EXERCISE DATA —
== == ==

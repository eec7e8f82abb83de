use chrono::NaiveDateTime;
use serde::{Deserialize, Serialize};
use std::fmt;
use std::str::FromStr;

/// Progress state of a match. Closed set.
#[derive(Debug, Clone, Copy, PartialEq, Eq, Hash, PartialOrd, Ord, Serialize, Deserialize)]
#[serde(rename_all = "snake_case")]
pub enum MatchStatus {
    Live,
    Scheduled,
    Finished,
    Canceled,
    Postponed,
    Unknown,
}

impl MatchStatus {
    pub const ALL: [MatchStatus; 6] = [
        MatchStatus::Live,
        MatchStatus::Scheduled,
        MatchStatus::Finished,
        MatchStatus::Canceled,
        MatchStatus::Postponed,
        MatchStatus::Unknown,
    ];

    pub fn as_str(&self) -> &'static str {
        match self {
            MatchStatus::Live => "live",
            MatchStatus::Scheduled => "scheduled",
            MatchStatus::Finished => "finished",
            MatchStatus::Canceled => "canceled",
            MatchStatus::Postponed => "postponed",
            MatchStatus::Unknown => "unknown",
        }
    }

    pub fn flags(self) -> StatusFlags {
        StatusFlags::from(self)
    }
}

impl fmt::Display for MatchStatus {
    fn fmt(&self, f: &mut fmt::Formatter<'_>) -> fmt::Result {
        f.write_str(self.as_str())
    }
}

impl FromStr for MatchStatus {
    type Err = anyhow::Error;

    fn from_str(s: &str) -> Result<Self, Self::Err> {
        MatchStatus::ALL
            .into_iter()
            .find(|st| st.as_str() == s)
            .ok_or_else(|| anyhow::anyhow!("unknown match status {:?}", s))
    }
}

/// Legacy boolean mirrors of `MatchStatus`.
///
/// Only constructible from a status, so the booleans can never drift from the
/// enumeration. An `unknown` status has every mirror false.
#[derive(Debug, Clone, Copy, PartialEq, Eq, Serialize)]
pub struct StatusFlags {
    match_status: MatchStatus,
    is_live: bool,
    is_scheduled: bool,
    is_finished: bool,
    is_canceled: bool,
    is_postponed: bool,
}

impl From<MatchStatus> for StatusFlags {
    fn from(status: MatchStatus) -> Self {
        Self {
            match_status: status,
            is_live: status == MatchStatus::Live,
            is_scheduled: status == MatchStatus::Scheduled,
            is_finished: status == MatchStatus::Finished,
            is_canceled: status == MatchStatus::Canceled,
            is_postponed: status == MatchStatus::Postponed,
        }
    }
}

impl StatusFlags {
    pub fn status(&self) -> MatchStatus { self.match_status }
    pub fn is_live(&self) -> bool { self.is_live }
    pub fn is_scheduled(&self) -> bool { self.is_scheduled }
    pub fn is_finished(&self) -> bool { self.is_finished }
    pub fn is_canceled(&self) -> bool { self.is_canceled }
    pub fn is_postponed(&self) -> bool { self.is_postponed }

    /// Number of mirrors set. 1 for every known status, 0 for `unknown`.
    pub fn true_count(&self) -> usize {
        [
            self.is_live,
            self.is_scheduled,
            self.is_finished,
            self.is_canceled,
            self.is_postponed,
        ]
        .iter()
        .filter(|b| **b)
        .count()
    }
}

/// Nearest league/category heading of a match row. All-null when unresolved.
#[derive(Debug, Clone, Default, PartialEq, Eq, Serialize, Deserialize)]
pub struct LeagueContext {
    pub league_name: Option<String>,
    pub league_country: Option<String>,
    pub league_flag_class: Option<String>,
}

impl LeagueContext {
    pub fn is_resolved(&self) -> bool {
        self.league_name.is_some()
    }
}

/// One normalized match row as extracted from the listing page.
#[derive(Debug, Clone, PartialEq, Serialize)]
pub struct MatchRecord {
    pub match_id: String,
    pub match_url: Option<String>,
    #[serde(flatten)]
    pub league: LeagueContext,
    pub match_time: Option<String>,
    pub scheduled_datetime: Option<NaiveDateTime>,
    pub home_team_name: Option<String>,
    pub home_team_logo_url: Option<String>,
    pub away_team_name: Option<String>,
    pub away_team_logo_url: Option<String>,
    pub home_score: Option<i32>,
    pub away_score: Option<i32>,
    pub home_red_cards: u32,
    pub away_red_cards: u32,
    #[serde(flatten)]
    pub status: StatusFlags,
    pub match_stage: Option<String>,
    pub has_tv_icon: bool,
    pub has_audio_icon: bool,
    pub has_info_icon: bool,
    pub half_time: Option<String>,
    pub current_minute: Option<u32>,
}

impl MatchRecord {
    pub fn match_status(&self) -> MatchStatus {
        self.status.status()
    }

    pub fn set_status(&mut self, status: MatchStatus) {
        self.status = StatusFlags::from(status);
    }
}

#[cfg(test)]
mod tests {
    use super::*;

    #[test]
    fn every_known_status_sets_exactly_one_mirror() {
        for st in MatchStatus::ALL {
            let flags = st.flags();
            let expected = if st == MatchStatus::Unknown { 0 } else { 1 };
            assert_eq!(flags.true_count(), expected, "{st}");
            assert_eq!(flags.status(), st);
        }
        assert!(MatchStatus::Canceled.flags().is_canceled());
        assert!(!MatchStatus::Canceled.flags().is_finished());
    }

    #[test]
    fn status_round_trips_through_its_text_form() {
        for st in MatchStatus::ALL {
            assert_eq!(st.as_str().parse::<MatchStatus>().unwrap(), st);
        }
        assert!("halftime".parse::<MatchStatus>().is_err());
    }

    #[test]
    fn flags_serialize_flat_with_status_text() {
        let v = serde_json::to_value(MatchStatus::Live.flags()).unwrap();
        assert_eq!(v["match_status"], "live");
        assert_eq!(v["is_live"], true);
        assert_eq!(v["is_finished"], false);
    }
}
//! Listing page → normalized match records.
//!
//! Rendered HTML snapshot → sport sections → match rows + league
//! heading → `MatchRecord`. One bad row never sinks the batch: rows without an
//! id are skipped silently, rows that fail to build are logged and dropped.

pub mod builder;
pub mod dialect;
pub mod locator;
pub mod parsers;
pub mod record;

use anyhow::{Context, Result};
use chrono::{Local, NaiveDate};
use logger::{now_iso, EventLogger, ExtractionRunEvent, RowDroppedEvent};
use scraper::Html;
use std::path::Path;
use tracing::{debug, info, warn};

pub use builder::RecordBuilder;
pub use dialect::{Intent, Lookup, LookupChain, MarkupDialect};
pub use locator::{Candidate, LeagueSource, LocatedRows, LocatorTier, TreeLocator};
pub use record::{LeagueContext, MatchRecord, MatchStatus, StatusFlags};

pub const DEFAULT_SITE_ORIGIN: &str = "https://www.flashscore.pt";
pub const DEFAULT_SPORT: &str = "soccer";

#[derive(Debug, Clone)]
pub struct ExtractorOptions {
    pub sport: String,
    pub site_origin: String,
    /// Date clock times are anchored to. `None` = local today at extraction time.
    pub today: Option<NaiveDate>,
}

impl Default for ExtractorOptions {
    fn default() -> Self {
        Self {
            sport: DEFAULT_SPORT.to_string(),
            site_origin: DEFAULT_SITE_ORIGIN.to_string(),
            today: None,
        }
    }
}

/// A row that was located but could not be turned into a record.
#[derive(Debug, Clone, PartialEq, Eq)]
pub struct DroppedRow {
    pub row_id: Option<String>,
    pub reason: String,
}

/// Result of one extraction run. Never an `Err`: unreadable input shows up in
/// `read_error` with no records.
#[derive(Debug, Clone)]
pub struct ExtractionOutcome {
    pub source: String,
    pub tier: LocatorTier,
    pub candidates: usize,
    pub records: Vec<MatchRecord>,
    pub skipped_without_id: usize,
    pub dropped: Vec<DroppedRow>,
    pub read_error: Option<String>,
}

impl ExtractionOutcome {
    pub fn unreadable(source: impl Into<String>, error: &anyhow::Error) -> Self {
        Self {
            source: source.into(),
            tier: LocatorTier::Primary,
            candidates: 0,
            records: Vec::new(),
            skipped_without_id: 0,
            dropped: Vec::new(),
            read_error: Some(format!("{error:#}")),
        }
    }

    pub fn count(&self) -> usize {
        self.records.len()
    }

    pub fn used_fallback(&self) -> bool {
        self.tier == LocatorTier::Fallback
    }

    pub fn is_ok(&self) -> bool {
        self.read_error.is_none()
    }
}

pub struct MatchExtractor {
    dialect: MarkupDialect,
    options: ExtractorOptions,
    logger: EventLogger,
}

impl MatchExtractor {
    pub fn new(options: ExtractorOptions, logger: EventLogger) -> Result<Self> {
        let dialect = MarkupDialect::flashscore(&options.sport)
            .with_context(|| format!("build markup dialect for sport {:?}", options.sport))?;
        Ok(Self {
            dialect,
            options,
            logger,
        })
    }

    pub fn with_dialect(mut self, dialect: MarkupDialect) -> Self {
        self.dialect = dialect;
        self
    }

    pub fn dialect(&self) -> &MarkupDialect {
        &self.dialect
    }

    /// Read a saved snapshot from disk and extract it.
    pub fn extract_file(&self, path: impl AsRef<Path>) -> ExtractionOutcome {
        let path = path.as_ref();
        let source = path.display().to_string();
        info!("Reading HTML file: {}", source);

        match std::fs::read_to_string(path).with_context(|| format!("read html file {source}")) {
            Ok(html) => self.extract_document(&source, &html),
            Err(e) => self.report_unreadable(&source, &e),
        }
    }

    /// Report a document the caller failed to obtain (missing file, HTTP error).
    pub fn report_unreadable(&self, source: &str, error: &anyhow::Error) -> ExtractionOutcome {
        warn!("Cannot read document {}: {:#}", source, error);
        let outcome = ExtractionOutcome::unreadable(source, error);
        self.report_run(&outcome);
        outcome
    }

    pub fn extract_document(&self, source: &str, html: &str) -> ExtractionOutcome {
        let doc = Html::parse_document(html);
        let located = TreeLocator::new(&self.dialect).locate(&doc);
        let today = self.options.today.unwrap_or_else(|| Local::now().date_naive());
        let builder = RecordBuilder::new(&self.dialect, self.options.site_origin.as_str(), today);

        let mut outcome = ExtractionOutcome {
            source: source.to_string(),
            tier: located.tier,
            candidates: located.candidates.len(),
            records: Vec::with_capacity(located.candidates.len()),
            skipped_without_id: 0,
            dropped: Vec::new(),
            read_error: None,
        };

        for candidate in &located.candidates {
            match builder.build(candidate) {
                Ok(Some(record)) => outcome.records.push(record),
                Ok(None) => outcome.skipped_without_id += 1,
                Err(e) => {
                    let row_id = candidate.row.value().attr("id").map(str::to_string);
                    warn!(
                        "Error extracting match row {}: {:#}",
                        row_id.as_deref().unwrap_or("<no id>"),
                        e
                    );
                    self.logger.report(&RowDroppedEvent {
                        ts:     now_iso(),
                        event:  "ROW_DROPPED",
                        row_id: row_id.clone(),
                        reason: format!("{e:#}"),
                    });
                    outcome.dropped.push(DroppedRow {
                        row_id,
                        reason: format!("{e:#}"),
                    });
                }
            }
        }

        debug!(
            "{} candidates: {} records, {} without id, {} dropped",
            outcome.candidates,
            outcome.records.len(),
            outcome.skipped_without_id,
            outcome.dropped.len()
        );
        info!(
            "Extracted {} matches from {} ({} tier)",
            outcome.count(),
            source,
            outcome.tier.as_str()
        );
        self.report_run(&outcome);
        outcome
    }

    fn report_run(&self, outcome: &ExtractionOutcome) {
        self.logger.report(&ExtractionRunEvent {
            ts:            now_iso(),
            event:         "EXTRACTION_RUN",
            source:        outcome.source.clone(),
            locator_tier:  outcome.tier.as_str().to_string(),
            candidates:    outcome.candidates,
            extracted:     outcome.records.len(),
            skipped_no_id: outcome.skipped_without_id,
            dropped:       outcome.dropped.len(),
            read_error:    outcome.read_error.clone(),
        });
    }
}
use chrono::NaiveDate;
use match_extractor::{ExtractorOptions, MatchStatus, DEFAULT_SITE_ORIGIN, DEFAULT_SPORT};
use std::env;
use std::path::PathBuf;
use tracing::warn;

pub const DEFAULT_DB_PATH: &str = "data/matches.db";
pub const DEFAULT_HTML_PATH: &str = "outputs/step-1/after_accept_cookies.html";
pub const DEFAULT_LOG_DIR: &str = "logs";

/// Settings for one ingest run, read from the environment (`.env` honoured).
#[derive(Debug, Clone, PartialEq)]
pub struct IngestConfig {
    pub db_path: PathBuf,
    pub html_path: PathBuf,
    /// When set the page is fetched over HTTP instead of read from `html_path`.
    pub source_url: Option<String>,
    pub site_origin: String,
    pub sport: String,
    pub log_dir: PathBuf,
    pub image_cache_dir: Option<PathBuf>,
    pub today: Option<NaiveDate>,
}

impl IngestConfig {
    pub fn from_env() -> Self {
        Self::from_lookup(|key| env::var(key).ok())
    }

    pub fn from_lookup(get: impl Fn(&str) -> Option<String>) -> Self {
        let var = |key: &str| get(key).map(|v| v.trim().to_string()).filter(|v| !v.is_empty());

        Self {
            db_path: db_path_from(&var),
            html_path: var("INGEST_HTML_PATH")
                .unwrap_or_else(|| DEFAULT_HTML_PATH.to_string())
                .into(),
            source_url: var("INGEST_SOURCE_URL"),
            site_origin: var("INGEST_SITE_ORIGIN").unwrap_or_else(|| DEFAULT_SITE_ORIGIN.to_string()),
            sport: var("INGEST_SPORT").unwrap_or_else(|| DEFAULT_SPORT.to_string()),
            log_dir: var("INGEST_LOG_DIR")
                .unwrap_or_else(|| DEFAULT_LOG_DIR.to_string())
                .into(),
            image_cache_dir: var("IMAGE_CACHE_DIR").map(PathBuf::from),
            today: var("INGEST_TODAY").and_then(|v| parse_today(&v)),
        }
    }

    pub fn extractor_options(&self) -> ExtractorOptions {
        ExtractorOptions {
            sport: self.sport.clone(),
            site_origin: self.site_origin.clone(),
            today: self.today,
        }
    }
}

/// `YYYY-MM-DD`; anything else is ignored with a warning and local today is used.
fn parse_today(value: &str) -> Option<NaiveDate> {
    match NaiveDate::parse_from_str(value, "%Y-%m-%d") {
        Ok(date) => Some(date),
        Err(e) => {
            warn!("Ignoring malformed INGEST_TODAY {:?} ({}); using local today", value, e);
            None
        }
    }
}

fn db_path_from(var: &impl Fn(&str) -> Option<String>) -> PathBuf {
    var("MATCH_DB_PATH")
        .unwrap_or_else(|| DEFAULT_DB_PATH.to_string())
        .into()
}

/// `MATCH_DB_PATH` with its default, for the read-only binaries.
pub fn db_path_from_env() -> PathBuf {
    db_path_from(&|key: &str| env::var(key).ok().filter(|v| !v.trim().is_empty()))
}

/// Settings for `export-json`.
#[derive(Debug, Clone, PartialEq)]
pub struct ExportConfig {
    pub db_path: PathBuf,
    pub status: Option<MatchStatus>,
    pub out: Option<PathBuf>,
    pub summary: bool,
}

impl ExportConfig {
    pub fn from_env() -> anyhow::Result<Self> {
        Self::from_lookup(|key| env::var(key).ok())
    }

    /// Fails on an `EXPORT_STATUS` outside the status enumeration.
    pub fn from_lookup(get: impl Fn(&str) -> Option<String>) -> anyhow::Result<Self> {
        let var = |key: &str| get(key).map(|v| v.trim().to_string()).filter(|v| !v.is_empty());

        let status = match var("EXPORT_STATUS") {
            Some(s) if s != "all" => Some(s.to_lowercase().parse::<MatchStatus>()?),
            _ => None,
        };

        Ok(Self {
            db_path: db_path_from(&var),
            status,
            out: var("EXPORT_OUT").map(PathBuf::from),
            summary: var("EXPORT_SUMMARY").is_some_and(|v| v == "1" || v.eq_ignore_ascii_case("true")),
        })
    }
}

== == ==

EXERCISE — Only the number of lines above that contain "false" should be given as the answer.

YOUR SOLUTION — 2